Following the Second Moroccan Crisis in July-November 1911, it became clear to forward-thinking British ministers that Britain would have to put aside its traditional reluctance and cooperate with France. The big goal for First Lord Winston Churchill, heavily influenced by the retired Admiral Jackie Fisher, was an Anglo-French Naval Convention that would essentially give the French navy responsibility for guarding the Mediterranean, allowing Britain to concentrate its naval power in the North Sea against Germany.
Churchill had to overcome institutional resistance from Britain’s civilian government as well as the military: in addition to Britain’s traditional reluctance to enter into entangling alliances, the Mediterranean – a “British lake” since the Napoleonic wars – was the key link to the Suez Canal and Britain’s colonies in the Far East. Thus the First Lord spent much of the first half of 1912 carefully lining up support.
On April 23, 1912, the Admiralty produced a map showing proposed areas for responsibility for the French and British navies, and in June Churchill’s adviser Fisher explained the rationale behind the proposed Anglo-French Naval Convention: “As to the policy of reducing the Mediterranean Fleet, the matter is most simple. The margin of power in the North Sea… requires this addition of the Mediterranean battleships … We cannot have everything or be strong everywhere. It is futile to be strong in the subsidiary theatre of war and not overwhelmingly supreme in the decisive theatre.”
Churchill reinforced this message in conversations with key Cabinet members: on May 6, 1912, he reminded the Secretary of War Richard Burdon Haldane that the main naval confrontation of the next war would take place in the North Sea, not the Mediterranean.

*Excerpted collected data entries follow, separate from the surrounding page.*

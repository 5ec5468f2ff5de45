//! Order-insensitive `xs:all` validation

use crate::compiled::{AllGroup, SubstitutionPolicy};
use crate::error::{ValidationError, ValidationErrorKind, ValidationResult};
use crate::namespaces::QName;

use super::models::MatchResult;

/// Tracks which entries of an all group have been seen
#[derive(Clone)]
pub struct AllGroupValidator<'a> {
    group: &'a AllGroup,
    policy: &'a dyn SubstitutionPolicy,
    seen: Vec<bool>,
    required_seen: u32,
    child_index: usize,
}

impl<'a> AllGroupValidator<'a> {
    /// Validator with nothing seen
    pub fn new(group: &'a AllGroup, policy: &'a dyn SubstitutionPolicy) -> Self {
        Self {
            group,
            policy,
            seen: vec![false; group.entries.len()],
            required_seen: 0,
            child_index: 0,
        }
    }

    /// Forget every child seen so far
    pub fn reset(&mut self) {
        self.seen.iter_mut().for_each(|s| *s = false);
        self.required_seen = 0;
        self.child_index = 0;
    }

    fn find(&self, name: &QName) -> Option<(usize, crate::compiled::ElemId)> {
        if let Some(i) = self.group.entries.iter().position(|e| &e.name == name) {
            return Some((i, self.group.entries[i].elem));
        }
        let actual = self.policy.global_element(name)?;
        self.group
            .entries
            .iter()
            .position(|e| e.allow_substitution && self.policy.is_substitutable(actual, e.elem))
            .map(|i| (i, actual))
    }

    /// Consume one child element
    pub fn feed(&mut self, name: &QName) -> ValidationResult<MatchResult> {
        let index = self.child_index;
        self.child_index += 1;
        let Some((entry, elem)) = self.find(name) else {
            return Err(ValidationError::new(
                ValidationErrorKind::UnexpectedElement,
                format!("element {} not expected in all group", name),
            )
            .with_child_index(index));
        };
        if self.seen[entry] {
            return Err(ValidationError::new(
                ValidationErrorKind::UnexpectedElement,
                format!("{}: duplicate in all group", name),
            )
            .with_child_index(index));
        }
        self.seen[entry] = true;
        if !self.group.entries[entry].optional {
            self.required_seen += 1;
        }
        Ok(MatchResult {
            matched_elem: Some(elem),
            is_wildcard: false,
            process_contents: None,
        })
    }

    /// Report every required entry that never appeared
    pub fn close(&mut self) -> Vec<ValidationError> {
        if self.required_seen == self.group.required {
            return Vec::new();
        }
        if self.group.optional && !self.seen.iter().any(|s| *s) {
            return Vec::new();
        }
        self.group
            .entries
            .iter()
            .zip(&self.seen)
            .filter(|(entry, seen)| !entry.optional && !**seen)
            .map(|(entry, _)| {
                ValidationError::new(
                    ValidationErrorKind::RequiredElementMissing,
                    format!("required element `{}` missing", entry.name),
                )
            })
            .collect()
    }
}

#[cfg(test)]
mod tests {
    use super::*;
    use crate::compiled::{AllEntry, ElemId};

    /// `head` (2) has `sub` (3) as its only member
    struct Members;

    impl SubstitutionPolicy for Members {
        fn global_element(&self, name: &QName) -> Option<ElemId> {
            match name.local_name() {
                "head" => Some(ElemId(2)),
                "sub" => Some(ElemId(3)),
                _ => None,
            }
        }

        fn is_substitutable(&self, actual: ElemId, declared: ElemId) -> bool {
            actual == declared || (declared == ElemId(2) && actual == ElemId(3))
        }
    }

    fn group(optional: bool) -> AllGroup {
        let entry = |name: &str, elem: u32, optional: bool, allow_substitution: bool| AllEntry {
            name: QName::local(name),
            elem: ElemId(elem),
            optional,
            allow_substitution,
        };
        AllGroup {
            entries: vec![
                entry("a", 0, false, false),
                entry("b", 1, true, false),
                entry("head", 2, false, true),
            ],
            required: 2,
            optional,
        }
    }

    #[test]
    fn test_any_order_with_substitution() {
        let group = group(false);
        let mut validator = AllGroupValidator::new(&group, &Members);
        let sub = validator.feed(&QName::local("sub")).unwrap();
        assert_eq!(sub.matched_elem, Some(ElemId(3)));
        validator.feed(&QName::local("a")).unwrap();
        assert!(validator.close().is_empty());
    }

    #[test]
    fn test_duplicate_and_missing() {
        let group = group(false);
        let mut validator = AllGroupValidator::new(&group, &Members);
        validator.feed(&QName::local("a")).unwrap();
        let duplicate = validator.feed(&QName::local("a")).unwrap_err();
        assert_eq!(duplicate.kind, ValidationErrorKind::UnexpectedElement);
        assert!(duplicate.message.contains("duplicate in all group"));
        assert_eq!(duplicate.child_index, Some(1));

        let missing = validator.close();
        assert_eq!(missing.len(), 1);
        assert_eq!(missing[0].kind, ValidationErrorKind::RequiredElementMissing);
        assert!(missing[0].message.contains("required element `head` missing"));
    }

    #[test]
    fn test_optional_group_may_be_absent() {
        let optional = group(true);
        let mut validator = AllGroupValidator::new(&optional, &Members);
        assert!(validator.close().is_empty());
        assert_eq!(
            validator.feed(&QName::local("zzz")).unwrap_err().code(),
            "d"
        );
        validator.reset();
        validator.feed(&QName::local("b")).unwrap();
        assert_eq!(validator.close().len(), 2);
    }
}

Still, Churchill had to make compromises with some key players, including Lord Kitchener, the British consul general in Egypt, who was responsible for security in the entire Mediterranean basin. On July 4, 1912, Churchill, Prime Minister Herbert Henry Asquith, and Lord Herbert Kitchener met in Malta, where Kitchener agreed to move British battleships out of the Mediterranean – as long as the Royal Navy maintained two or three battle cruiser squadrons (as opposed to just one) to keep the Austro-Hungarian navy bottled up in the Adriatic Sea. Later, stubborn opposition from traditionalists in the British cabinet forced Churchill to keep four battle cruiser squadrons in the Mediterranean – but he got permission to withdraw the battleships.
Let's Make a Deal
On July 23, 1912, the British admiralty drew up a draft Anglo-French Naval Convention, which was then relayed to French Prime Minister Raymond Poincaré for review. At first Poincaré was not impressed, noting that there was no formal commitment by Britain to join the French in a war against Germany: “To begin a military or naval convention by saying that it means nothing so far as the Governments are concerned is superfluous and quite out of place in such a convention. If the Entente does not mean that England will come to the aid of France in the event of Germany attacking the French ports its value is not great.”

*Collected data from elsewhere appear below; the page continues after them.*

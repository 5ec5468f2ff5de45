//! XSD element declarations, value constraints and identity constraints

use super::complex_types::DerivationSet;
use super::simple_types::TypeRef;
use crate::namespaces::{NamespaceContext, QName};

/// Element/attribute form
#[derive(Debug, Clone, Copy, PartialEq, Eq, Hash, Default)]
pub enum Form {
    /// Local name is qualified with the target namespace
    Qualified,
    /// Local name is in no namespace
    #[default]
    Unqualified,
}

impl Form {
    /// Parse from string value
    pub fn from_str(s: &str) -> Option<Self> {
        match s {
            "qualified" => Some(Self::Qualified),
            "unqualified" => Some(Self::Unqualified),
            _ => None,
        }
    }
}

/// A `default` or `fixed` lexical with the namespaces in scope where it appeared
#[derive(Debug, Clone, PartialEq, Eq)]
pub struct ValueConstraint {
    /// Lexical form
    pub lexical: String,
    /// Prefix bindings in scope at the declaration
    pub namespaces: NamespaceContext,
}

impl ValueConstraint {
    /// Create a value constraint with no prefix bindings
    pub fn new(lexical: impl Into<String>) -> Self {
        Self {
            lexical: lexical.into(),
            namespaces: NamespaceContext::new(),
        }
    }

    /// Attach the namespace context
    pub fn with_namespaces(mut self, namespaces: NamespaceContext) -> Self {
        self.namespaces = namespaces;
        self
    }
}

/// Identity constraint category
#[derive(Debug, Clone, PartialEq, Eq)]
pub enum IdentityConstraintKind {
    /// xs:unique
    Unique,
    /// xs:key
    Key,
    /// xs:keyref with its `refer`
    KeyRef(QName),
}

/// An identity constraint as written on an element
#[derive(Debug, Clone, PartialEq, Eq)]
pub struct IdentityConstraint {
    /// Local name
    pub name: String,
    /// Category
    pub kind: IdentityConstraintKind,
    /// Selector XPath
    pub selector: String,
    /// Field XPaths
    pub fields: Vec<String>,
    /// Prefix bindings for the XPaths
    pub namespaces: NamespaceContext,
}

impl IdentityConstraint {
    /// Create an identity constraint
    pub fn new(name: &str, kind: IdentityConstraintKind, selector: &str, fields: &[&str]) -> Self {
        Self {
            name: name.to_string(),
            kind,
            selector: selector.to_string(),
            fields: fields.iter().map(|f| f.to_string()).collect(),
            namespaces: NamespaceContext::new(),
        }
    }
}

/// An element declaration (global, or local inside a particle)
#[derive(Debug, Clone, PartialEq, Eq)]
pub struct ElementDecl {
    /// Local name
    pub name: String,
    /// `form`; `None` takes elementFormDefault (local declarations only)
    pub form: Option<Form>,
    /// Declared type; `None` is the head's type or anyType
    pub type_ref: Option<TypeRef>,
    /// `nillable="true"`
    pub nillable: bool,
    /// `abstract="true"`
    pub is_abstract: bool,
    /// `default`
    pub default: Option<ValueConstraint>,
    /// `fixed`
    pub fixed: Option<ValueConstraint>,
    /// `substitutionGroup`
    pub substitution_group: Option<QName>,
    /// `block`; `None` takes blockDefault
    pub block: Option<DerivationSet>,
    /// `final`; `None` takes finalDefault
    pub final_set: Option<DerivationSet>,
    /// Identity constraints
    pub identity_constraints: Vec<IdentityConstraint>,
}

impl ElementDecl {
    /// Create a declaration
    pub fn new(name: &str) -> Self {
        Self {
            name: name.to_string(),
            form: None,
            type_ref: None,
            nillable: false,
            is_abstract: false,
            default: None,
            fixed: None,
            substitution_group: None,
            block: None,
            final_set: None,
            identity_constraints: Vec::new(),
        }
    }

    /// Set the type
    pub fn with_type(mut self, type_ref: TypeRef) -> Self {
        self.type_ref = Some(type_ref);
        self
    }

    /// Set `form`
    pub fn with_form(mut self, form: Form) -> Self {
        self.form = Some(form);
        self
    }

    /// Set the substitution group head
    pub fn substitutes(mut self, head: QName) -> Self {
        self.substitution_group = Some(head);
        self
    }

    /// Set `block`
    pub fn with_block(mut self, block: DerivationSet) -> Self {
        self.block = Some(block);
        self
    }

    /// Set `default`
    pub fn with_default(mut self, value: ValueConstraint) -> Self {
        self.default = Some(value);
        self
    }

    /// Set `fixed`
    pub fn with_fixed(mut self, value: ValueConstraint) -> Self {
        self.fixed = Some(value);
        self
    }

    /// Set `nillable`
    pub fn nillable(mut self) -> Self {
        self.nillable = true;
        self
    }

    /// Set `abstract`
    pub fn abstract_element(mut self) -> Self {
        self.is_abstract = true;
        self
    }

    /// Add an identity constraint
    pub fn with_identity_constraint(mut self, constraint: IdentityConstraint) -> Self {
        self.identity_constraints.push(constraint);
        self
    }
}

Subsequent revisions to the text hardly removed this ambiguity, with the final version merely providing that “if either Government had grave reason to expect an unprovoked attack by a third Power, or something that threatened the general peace, it should immediately discuss with the other whether both Governments should act together to prevent aggression and preserve peace, and if so what measures they would be prepared to take in common.” This technically preserved Britain’s freedom to stay out a war between France and Germany.
But communication between the French and British was taking place at several levels – and some of the most important exchanges occurred between British and French military officers, leaving diplomats in the dark. While the French might grumble about the actual text of the Naval Convention, discussions with top British military officers left little doubt that Britain would honor its commitment to protect the northern coast of France against German attacks.
Of course, this assumed that when the time came, pro-French cabinet members would be able to persuade Parliament to declare war on the basis, essentially, of an informal agreement – a remarkably casual approach to both foreign affairs and domestic politics, even by the standards of the day.